MATERIAL FOR THIS EXERCISE Start Marker

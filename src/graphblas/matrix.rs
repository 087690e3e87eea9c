//! GraphBLAS Matrix for Ledger Relations
//!
//! A relation is an append-only sparse matrix over the identifier space.
//! Writes land in a pending COO delta; `flush` folds the delta into the
//! committed hypersparse CSR (and its transpose). Composition only ever
//! reads the committed storage, so a flushed matrix can be shared across
//! threads and traversed concurrently.
//!
//! ```text
//!   committed (CSR + CSC)        pending (COO)
//!   ┌────────────────────┐      ┌──────────────┐
//!   │ sorted, immutable  │  ◄── │ arrival order │   flush()
//!   └────────────────────┘      └──────────────┘
//!   read by vxm / row / col      written by set()
//! ```

use std::collections::btree_map::Entry;
use std::collections::BTreeMap;

use super::descriptor::Descriptor;
use super::semiring::Semiring;
use super::sparse::{CooStorage, CsrStorage, SparseEntry};
use super::types::{Element, GrBIndex, GrBType, INDEX_MAX};
use super::vector::GrBVector;
use crate::{LedgerError, Result};

/// Frontier size at which `vxm` fans out over the rayon pool.
#[cfg(feature = "rayon")]
const PAR_FRONTIER_MIN: usize = 4096;

/// GraphBLAS Matrix
#[derive(Clone, Debug)]
pub struct GrBMatrix<T> {
    /// Committed rows
    main: CsrStorage<T>,
    /// Committed columns (CSR of the transpose)
    transposed: CsrStorage<T>,
    /// Writes not yet visible to composition
    pending: CooStorage<T>,
    nrows: GrBIndex,
    ncols: GrBIndex,
}

impl<T: Element> GrBMatrix<T> {
    // ========================================================================
    // CONSTRUCTION
    // ========================================================================

    /// Create a new empty matrix
    pub fn new(nrows: GrBIndex, ncols: GrBIndex) -> Self {
        Self {
            main: CsrStorage::new(nrows, ncols),
            transposed: CsrStorage::new(ncols, nrows),
            pending: CooStorage::new(nrows, ncols),
            nrows,
            ncols,
        }
    }

    /// Create an empty square matrix spanning the whole identifier space
    pub fn maximal() -> Self {
        Self::new(INDEX_MAX, INDEX_MAX)
    }

    /// Create from (src, dst, value) triples and commit them
    pub fn from_triples<I>(nrows: GrBIndex, ncols: GrBIndex, triples: I) -> Result<Self>
    where
        I: IntoIterator<Item = (GrBIndex, GrBIndex, T)>,
    {
        let mut m = Self::new(nrows, ncols);
        for (row, col, val) in triples {
            m.set(row, col, val)?;
        }
        m.flush();
        Ok(m)
    }

    // ========================================================================
    // PROPERTIES
    // ========================================================================

    /// Number of rows
    pub fn nrows(&self) -> GrBIndex {
        self.nrows
    }

    /// Number of columns
    pub fn ncols(&self) -> GrBIndex {
        self.ncols
    }

    /// Number of committed entries (the relation's cardinality)
    pub fn nvals(&self) -> usize {
        self.main.nnz()
    }

    /// Number of writes waiting for `flush`
    pub fn pending_nvals(&self) -> usize {
        self.pending.nnz()
    }

    /// Element type
    pub fn dtype(&self) -> GrBType {
        T::DTYPE
    }

    /// Is there pending work?
    pub fn is_dirty(&self) -> bool {
        !self.pending.is_empty()
    }

    // ========================================================================
    // ELEMENT ACCESS
    // ========================================================================

    /// Get committed element at (row, col)
    pub fn get(&self, row: GrBIndex, col: GrBIndex) -> Option<T> {
        self.main.get(row, col)
    }

    /// Stage an element; visible after `flush`
    pub fn set(&mut self, row: GrBIndex, col: GrBIndex, value: T) -> Result<()> {
        self.pending.add(row, col, value)
    }

    /// Fold pending writes into the committed storage.
    ///
    /// Later writes to an existing position replace the committed value.
    pub fn flush(&mut self) {
        if self.pending.is_empty() {
            return;
        }
        let mut merged = self.main.to_coo();
        for entry in self.pending.iter() {
            // Positions were validated by `set`
            let _ = merged.add(entry.row, entry.col, entry.value);
        }
        self.main = merged.to_csr();
        self.transposed = self.main.transpose();
        self.pending.clear();
    }

    // ========================================================================
    // SLICES & ITERATION
    // ========================================================================

    /// Row slice `A[row, :]` as a vector over columns
    pub fn row(&self, row: GrBIndex) -> Result<GrBVector<T>> {
        if row >= self.nrows {
            return Err(LedgerError::InvalidIndex { index: row, dim: self.nrows });
        }
        Ok(GrBVector::from_map(self.ncols, self.main.row(row).collect()))
    }

    /// Column slice `A[:, col]` as a vector over rows
    pub fn col(&self, col: GrBIndex) -> Result<GrBVector<T>> {
        if col >= self.ncols {
            return Err(LedgerError::InvalidIndex { index: col, dim: self.ncols });
        }
        Ok(GrBVector::from_map(self.nrows, self.transposed.row(col).collect()))
    }

    /// Iterate over committed entries in (row, col) order
    pub fn iter(&self) -> impl Iterator<Item = SparseEntry<T>> + '_ {
        self.main.iter()
    }

    /// Transposed copy of the committed relation
    pub fn transpose(&self) -> GrBMatrix<T> {
        GrBMatrix {
            main: self.transposed.clone(),
            transposed: self.main.clone(),
            pending: CooStorage::new(self.ncols, self.nrows),
            nrows: self.ncols,
            ncols: self.nrows,
        }
    }

    // ========================================================================
    // OPERATIONS (GraphBLAS-style)
    // ========================================================================

    /// Vector-matrix multiply: w⟨mask⟩ = u ⊕.⊗ A
    ///
    /// With `desc.transpose` the product is taken against Aᵀ, i.e. it walks
    /// edges backwards. Destinations the mask rejects are never produced.
    pub fn vxm<S, M>(
        &self,
        u: &GrBVector<S::Input>,
        semiring: &S,
        mask: Option<&GrBVector<M>>,
        desc: &Descriptor,
    ) -> Result<GrBVector<S::Output>>
    where
        S: Semiring<Edge = T>,
        M: Element,
    {
        let (csr, dim_in, dim_out) = if desc.is_transposed() {
            (&self.transposed, self.ncols, self.nrows)
        } else {
            (&self.main, self.nrows, self.ncols)
        };
        if u.len() != dim_in {
            return Err(LedgerError::DimensionMismatch { expected: dim_in, got: u.len() });
        }
        if let Some(m) = mask {
            if m.len() != dim_out {
                return Err(LedgerError::DimensionMismatch { expected: dim_out, got: m.len() });
            }
        }

        let admit = |dst: GrBIndex| mask.map_or(true, |m| m.admits(dst, desc));

        #[cfg(feature = "rayon")]
        if u.nvals() >= PAR_FRONTIER_MIN {
            return Ok(GrBVector::from_map(dim_out, par_compose(csr, u, semiring, &admit)));
        }

        Ok(GrBVector::from_map(dim_out, compose(csr, u.iter(), semiring, &admit)))
    }

    /// Matrix-vector multiply: w⟨mask⟩ = A ⊕.⊗ u, i.e. `u vxm Aᵀ`
    pub fn mxv<S, M>(
        &self,
        u: &GrBVector<S::Input>,
        semiring: &S,
        mask: Option<&GrBVector<M>>,
        desc: &Descriptor,
    ) -> Result<GrBVector<S::Output>>
    where
        S: Semiring<Edge = T>,
        M: Element,
    {
        let flipped = Descriptor { transpose: !desc.transpose, ..*desc };
        self.vxm(u, semiring, mask, &flipped)
    }
}

/// One composition pass over a run of frontier entries.
///
/// ```text
/// for each (src, u[src]) in frontier (ascending):
///   for each (dst, A[src, dst]) in row src:
///     if mask admits dst:
///       w[dst] = add(w[dst], multiply(u[src], A[src, dst], src, dst))
/// ```
fn compose<S, I, F>(
    csr: &CsrStorage<S::Edge>,
    frontier: I,
    semiring: &S,
    admit: &F,
) -> BTreeMap<GrBIndex, S::Output>
where
    S: Semiring,
    I: Iterator<Item = (GrBIndex, S::Input)>,
    F: Fn(GrBIndex) -> bool,
{
    let mut acc: BTreeMap<GrBIndex, S::Output> = BTreeMap::new();
    for (src, input) in frontier {
        for (dst, edge) in csr.row(src) {
            if !admit(dst) {
                continue;
            }
            let product = semiring.multiply(input, edge, src, dst);
            match acc.entry(dst) {
                Entry::Occupied(mut slot) => {
                    let merged = semiring.add(*slot.get(), product);
                    slot.insert(merged);
                }
                Entry::Vacant(slot) => {
                    slot.insert(product);
                }
            }
        }
    }
    acc
}

/// Parallel composition. Chunks are merged back in frontier order, so the
/// result is identical to the sequential pass for every semiring.
#[cfg(feature = "rayon")]
fn par_compose<S, F>(
    csr: &CsrStorage<S::Edge>,
    u: &GrBVector<S::Input>,
    semiring: &S,
    admit: &F,
) -> BTreeMap<GrBIndex, S::Output>
where
    S: Semiring,
    F: Fn(GrBIndex) -> bool + Sync,
{
    use rayon::prelude::*;

    let frontier: Vec<(GrBIndex, S::Input)> = u.iter().collect();
    let chunk = (frontier.len() / rayon::current_num_threads().max(1)).max(1);

    let partials: Vec<BTreeMap<GrBIndex, S::Output>> = frontier
        .par_chunks(chunk)
        .map(|run| compose(csr, run.iter().copied(), semiring, admit))
        .collect();

    let mut acc: BTreeMap<GrBIndex, S::Output> = BTreeMap::new();
    for partial in partials {
        for (dst, val) in partial {
            match acc.entry(dst) {
                Entry::Occupied(mut slot) => {
                    let merged = semiring.add(*slot.get(), val);
                    slot.insert(merged);
                }
                Entry::Vacant(slot) => {
                    slot.insert(val);
                }
            }
        }
    }
    acc
}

MATERIAL FOR THIS EXERCISE End Marker

#### [TASK BRIEF]
Copy out, exactly and alone, the lines of the entries above between the ones holding "m.set(row, col, val)?;" and "Positions were validated", inclusive.

#### [SOLVED EXERCISE]
            m.set(row, col, val)?;
        }
        m.flush();
        Ok(m)
    }

    // ========================================================================
    // PROPERTIES
    // ========================================================================

    /// Number of rows
    pub fn nrows(&self) -> GrBIndex {
        self.nrows
    }

    /// Number of columns
    pub fn ncols(&self) -> GrBIndex {
        self.ncols
    }

    /// Number of committed entries (the relation's cardinality)
    pub fn nvals(&self) -> usize {
        self.main.nnz()
    }

    /// Number of writes waiting for `flush`
    pub fn pending_nvals(&self) -> usize {
        self.pending.nnz()
    }

    /// Element type
    pub fn dtype(&self) -> GrBType {
        T::DTYPE
    }

    /// Is there pending work?
    pub fn is_dirty(&self) -> bool {
        !self.pending.is_empty()
    }

    // ========================================================================
    // ELEMENT ACCESS
    // ========================================================================

    /// Get committed element at (row, col)
    pub fn get(&self, row: GrBIndex, col: GrBIndex) -> Option<T> {
        self.main.get(row, col)
    }

    /// Stage an element; visible after `flush`
    pub fn set(&mut self, row: GrBIndex, col: GrBIndex, value: T) -> Result<()> {
        self.pending.add(row, col, value)
    }

    /// Fold pending writes into the committed storage.
    ///
    /// Later writes to an existing position replace the committed value.
    pub fn flush(&mut self) {
        if self.pending.is_empty() {
            return;
        }
        let mut merged = self.main.to_coo();
        for entry in self.pending.iter() {
            // Positions were validated by `set`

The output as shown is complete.